Celebrating Indiana Jones 40 Years After ‘Raiders of the Lost Ark’

I don’t ever really need an excuse to watch Raiders of the Lost Ark. But it’s not every day the greatest adventure film cinema has ever produced turns 40—as Raiders does today—and it seemed a fitting celebration to watch the movie again for the umpteenth time. It is a perfect film—with the possible exception of removing the Wilhelm Scream played as one Nazi is thrown out of a truck, there is not a single thing I’d change. So many things come together to make this film great: the well-crafted set pieces, director Steven Spielberg’s insistence on using practical effects instead of CGI, cinematographer Douglas Slocombe’s elegant use of shadows and silhouettes, Harrison Ford’s perfectly cocky and heroic take on Indiana Jones, the list goes on. But the movie doesn’t just stand out for its technical brilliance and its strong writing. It’s beloved 40 years later because in Indiana Jones Raiders gave us one of the most iconic American heroes cinema has ever created. 

You can learn a lot about a society based on the stories it tells about itself—the virtues it espouses, the vices it ignores in short, what the civilization believes about itself. Think of ancient Greek myths or, for a modern example, how James Bond has become a symbol of Britishness—a hero who can commit violence but does so in a suit and with genteel aplomb. Societies love and elevate figures they think represent their best qualities, and we have chosen to elevate Indiana Jones, in large part because in Jones we see a truly American hero. 

Americanness was deeply built into Indiana Jones’ DNA from the start. The character was intended as an homage to the pulp action heroes of the 1930s, figures pulled from Westerns and space fantasies and inspired by cowboys and soldiers and treasure hunters who had pushed through frontiers in America only decades earlier.
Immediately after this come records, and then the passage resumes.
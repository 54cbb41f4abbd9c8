//! Billing interval arithmetic.
//!
//! Pure functions generating and checking the two cycle conventions:
//!
//! - **Calendar**: the 1st to the last day of one month.
//! - **Midmonth**: day D to the day before D in the following month.
//!
//! # Day overflow
//!
//! Adding a month to a day that does not exist in the target month (Jan 31
//! plus one month) follows [`MONTH_OVERFLOW_POLICY`], which is
//! [`MonthOverflowPolicy::Clamp`]: the day clamps to the last day of the
//! target month and the cycle then ends the day before.
//! `midmonth_period(2025-01-31)` is therefore `[2025-01-31, 2025-02-27]`.

use serde::{Deserialize, Serialize};

use crate::error::{RentError, RentResult};
use crate::types::{Date, Period, RentCycleType};

/// Days a midmonth period end may deviate from the expected end and still
/// validate.
pub const MIDMONTH_TOLERANCE_DAYS: i64 = 1;

/// How "plus one month" treats a start day missing from the target month.
#[derive(Debug, Clone, Copy, PartialEq, Eq, Hash, Serialize, Deserialize, Default)]
#[serde(rename_all = "snake_case")]
pub enum MonthOverflowPolicy {
    /// Clamp to the last day of the target month (Jan 31 -> Feb 28).
    #[default]
    Clamp,
    /// Carry the excess days into the month after (Jan 31 -> Mar 3 in 2025).
    Rollover,
}

/// Overflow policy used by every cycle computation in the workspace.
pub const MONTH_OVERFLOW_POLICY: MonthOverflowPolicy = MonthOverflowPolicy::Clamp;

/// Outcome of [`validate_period`].
#[derive(Debug, Clone, PartialEq, Eq, Serialize, Deserialize)]
pub struct PeriodValidation {
    /// True if the interval matches the convention.
    pub is_valid: bool,
    /// Why the interval was rejected.
    pub reason: Option<String>,
}

impl PeriodValidation {
    fn ok() -> Self {
        Self {
            is_valid: true,
            reason: None,
        }
    }

    fn invalid(reason: impl Into<String>) -> Self {
        Self {
            is_valid: false,
            reason: Some(reason.into()),
        }
    }
}

/// Calendar month containing `date`.
#[must_use]
pub fn calendar_period(date: Date) -> Period {
    Period {
        start: date.start_of_month(),
        end: date.end_of_month(),
    }
}

/// Midmonth period starting on `start`, under [`MONTH_OVERFLOW_POLICY`].
///
/// # Errors
///
/// Returns `RentError::InvalidDate` if the end falls outside the supported
/// date range.
pub fn midmonth_period(start: Date) -> RentResult<Period> {
    midmonth_period_with(start, MONTH_OVERFLOW_POLICY)
}

/// Midmonth period starting on `start`, under an explicit overflow policy.
///
/// # Errors
///
/// Returns `RentError::InvalidDate` if the end falls outside the supported
/// date range.
pub fn midmonth_period_with(start: Date, policy: MonthOverflowPolicy) -> RentResult<Period> {
    let next = add_one_month(start, policy)?;
    Ok(Period {
        start,
        end: next.checked_add_days(-1)?,
    })
}

/// Period of `cycle_type` beginning exactly on `start`.
///
/// A calendar period started mid-month runs to the end of that month.
///
/// # Errors
///
/// Returns `RentError::InvalidDate` if the end falls outside the supported
/// date range.
pub fn period_starting(start: Date, cycle_type: RentCycleType) -> RentResult<Period> {
    match cycle_type {
        RentCycleType::Calendar => Ok(Period {
            start,
            end: start.end_of_month(),
        }),
        RentCycleType::Midmonth => midmonth_period(start),
    }
}

/// Period following one that ended on `last_end`.
///
/// # Errors
///
/// Returns `RentError::InvalidDate` if the end falls outside the supported
/// date range.
pub fn next_period(last_end: Date, cycle_type: RentCycleType) -> RentResult<Period> {
    period_starting(last_end.checked_add_days(1)?, cycle_type)
}

/// Checks that `[start, end]` is one whole period of `cycle_type`.
#[must_use]
pub fn validate_period(start: Date, end: Date, cycle_type: RentCycleType) -> PeriodValidation {
    if end < start {
        return PeriodValidation::invalid(format!("end {end} is before start {start}"));
    }

    match cycle_type {
        RentCycleType::Calendar => {
            if start.day() != 1 {
                return PeriodValidation::invalid(format!(
                    "calendar period must start on the 1st, got {start}"
                ));
            }
            if end != start.end_of_month() {
                return PeriodValidation::invalid(format!(
                    "calendar period starting {start} must end on {}, got {end}",
                    start.end_of_month()
                ));
            }
            PeriodValidation::ok()
        }
        RentCycleType::Midmonth => {
            let expected = match midmonth_period(start) {
                Ok(period) => period.end,
                Err(e) => return PeriodValidation::invalid(e.to_string()),
            };
            let drift = expected.days_between(&end).abs();
            if drift > MIDMONTH_TOLERANCE_DAYS {
                return PeriodValidation::invalid(format!(
                    "midmonth period starting {start} should end on {expected} (±{MIDMONTH_TOLERANCE_DAYS} day), got {end}"
                ));
            }
            PeriodValidation::ok()
        }
    }
}

/// Number of days in `[start, end]`, both ends included; 0 when inverted.
#[must_use]
pub fn days_in_period(start: Date, end: Date) -> i64 {
    (start.days_between(&end) + 1).max(0)
}

fn add_one_month(date: Date, policy: MonthOverflowPolicy) -> RentResult<Date> {
    let clamped = date.add_months(1)?;
    match policy {
        MonthOverflowPolicy::Clamp => Ok(clamped),
        MonthOverflowPolicy::Rollover => {
            let excess = i64::from(date.day()) - i64::from(clamped.day());
            if excess > 0 {
                clamped.checked_add_days(excess)
            } else {
                Ok(clamped)
            }
        }
    }
}

/// Rejects a start day that cannot anchor a drift-free yearly schedule.
pub(crate) fn check_anchor_day(day: u32) -> RentResult<()> {
    if (1..=28).contains(&day) {
        Ok(())
    } else {
        Err(RentError::invalid_input(
            "starting_day",
            format!("must be between 1 and 28, got {day}"),
        ))
    }
}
It’s this ancestry of uniquely American figures that led to not just Indy’s personality but even his outfit—inspired by Charlton Heston in Secret of the Incas and Humphrey Bogart in The Treasure of the Sierra Madre.

Indiana Jones is confident and competent, but a bit cocky and rough-and-tumble too. He’s more inclined to drink straight liquor than cocktails, and more inclined to wear his favorite leather jacket than a suit outside the 9 to 5. Indiana is, in other words, a distillation of American stereotypes and heroic archetypes, a living embodiment of the American ideals of grit and self-reliance.